Monday, 14 August 2023

A lunch date, but not when expected

I woke up early enough to listen to 'Thought for the Day' and then dozed off again for another hour. After a late breakfast, Monday housework. I was just finishing an email to a local councillor with a suggestion about providing an extra large container at strategic sites in the parks for collecting the sacks of rubbish generated whenever there's a big barbecue or picnic, to prevent them getting dumped alongside ordinary bins and getting torn open and blown apart by the wind. Then my phone rang. 

Rufus was calling to ask if was was about to arrive at the restaurant in town where we agreed to meet with Philip for lunch. For no good reason I believed we were meeting Thursday this week, so I apologised to Clare, having just agreed to cook lunch, and left in haste. I caught a 61 bus and arrived not long after they had started with a drink. It's more than five years since we last met for a pub lunch, so there were lots of stories to tell. They've both been in full time ministry now for ten eventful and difficult years with the church in catastrophic decline, and both wondering what their future ministries in their final ten years of full time work are going to look like. 

Both of them were mature ordinands, one coming from a senior job in local government and the other from a senior training job in industry, both with so much to give, and both deserving of more serious recognition than they've had from the church's hierarchy, which seems error prone and panic stricken in trying to manage its way out of decline in a way that alienates many faithful people. I admire their courage in persisting with their respective pastoral vocations in the face of great discouragement.

After we parted company, I had a look around John Lewis', and then on impulse visited Waterstones, where I bought a paperback copy of Anthony Beevor's magisterial account of the Spanish civil war, 'The Battle for Spain', which I started reading when I found a hardback copy on the hall bookshelf in Casa de la Esperanza in Fuengirola. Now I have my own, I can share it with Anto once I've read it, as he too takes an interest in Spain's Civil War history.

I walked home from there through Bute Park.
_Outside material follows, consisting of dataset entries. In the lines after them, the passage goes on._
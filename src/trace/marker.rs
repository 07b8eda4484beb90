//! Trace markers.
//!
//! A marker turns the frame it is attached to into the root of a trace. It
//! carries the thresholds that decide whether the finished tree is worth
//! submitting and the policy flags applied while the tree is assembled.

use crate::types::SymbolId;

bitflags::bitflags! {
    /// Marker policy and status flags.
    #[derive(Debug, Clone, Copy, Default, PartialEq, Eq, Hash)]
    pub struct MarkerFlags: u16 {
        /// Collapse uninformative single-child wrapper frames.
        const DROP_INTERIM = 1 << 0;
        /// Retain every method in the tree regardless of duration.
        const ALL_METHODS = 1 << 1;
        /// Submit the trace even if it is shorter than the minimum time.
        const SUBMIT_TRACE = 1 << 2;
        /// Never submit the trace.
        const DROP_TRACE = 1 << 3;
        /// The record budget was exceeded; the tree is truncated.
        const OVERFLOW_FLAG = 1 << 4;
        /// An error was thrown somewhere inside the trace.
        const ERROR_MARK = 1 << 5;
        /// Call counting was requested for this trace.
        const TRACE_CALLS = 1 << 6;
    }
}

impl MarkerFlags {
    /// Flags describing what happened during the trace rather than how it is
    /// configured. They never pass from a parent marker to a nested one.
    pub const STATUS: Self = Self::ERROR_MARK;

    /// Flags a closing nested marker reports to its parent.
    pub const PROPAGATED: Self = Self::OVERFLOW_FLAG.union(Self::ERROR_MARK);
}

/// Marker attached to the root record of a trace.
#[derive(Debug, Clone, Default, PartialEq, Eq)]
pub struct TraceMarker {
    /// Trace name symbol.
    pub trace_id: SymbolId,
    /// Wall-clock start of the trace in milliseconds since the Unix epoch.
    pub clock: u64,
    /// Minimum root duration, in nanoseconds, for the trace to be submitted.
    pub minimum_time: u64,
    /// Live-record budget for the trace.
    pub max_records: usize,
    /// Marker flags.
    pub flags: MarkerFlags,
}

impl TraceMarker {
    /// Creates a marker.
    #[must_use]
    pub const fn new(
        trace_id: SymbolId,
        clock: u64,
        minimum_time: u64,
        max_records: usize,
        flags: MarkerFlags,
    ) -> Self {
        Self {
            trace_id,
            clock,
            minimum_time,
            max_records,
            flags,
        }
    }

    /// Returns true if the marker carries all of `flags`.
    #[must_use]
    pub const fn has_flags(&self, flags: MarkerFlags) -> bool {
        self.flags.contains(flags)
    }

    /// Returns true if the trace should be submitted after running for
    /// `elapsed` nanoseconds.
    #[must_use]
    pub const fn should_submit(&self, elapsed: u64) -> bool {
        if self.flags.contains(MarkerFlags::DROP_TRACE) {
            return false;
        }
        elapsed >= self.minimum_time || self.flags.contains(MarkerFlags::SUBMIT_TRACE)
    }

    /// Returns the configuration a nested marker inherits from this one.
    #[must_use]
    pub const fn inheritable_flags(&self) -> MarkerFlags {
        self.flags.difference(MarkerFlags::STATUS)
    }
}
The rubbish strewn site on the edge of Pontcanna Fields that was the subject of this morning's email was totally clean, since earlier in the day so I tweeted a message of thanks to the Council's Waste Management team when I got home. 

I read Beevor's book for an hour before supper, and afterwards returned to Watching episodes of Finnish crimmie 'Enemy of the People' that I started yesterday. The journalistic investigation that follows a murder has turned into an enquiry into a bitcoin pyramid selling scam with laundering of public funds thrown in, and all sorts of people in public positions being conned into suspect dealings. Though it's a fictional story it describes in a clear way how such schemes actually work in real life. Quite educative really. I'm keeping the final episode until tomorrow, and heading for bed now.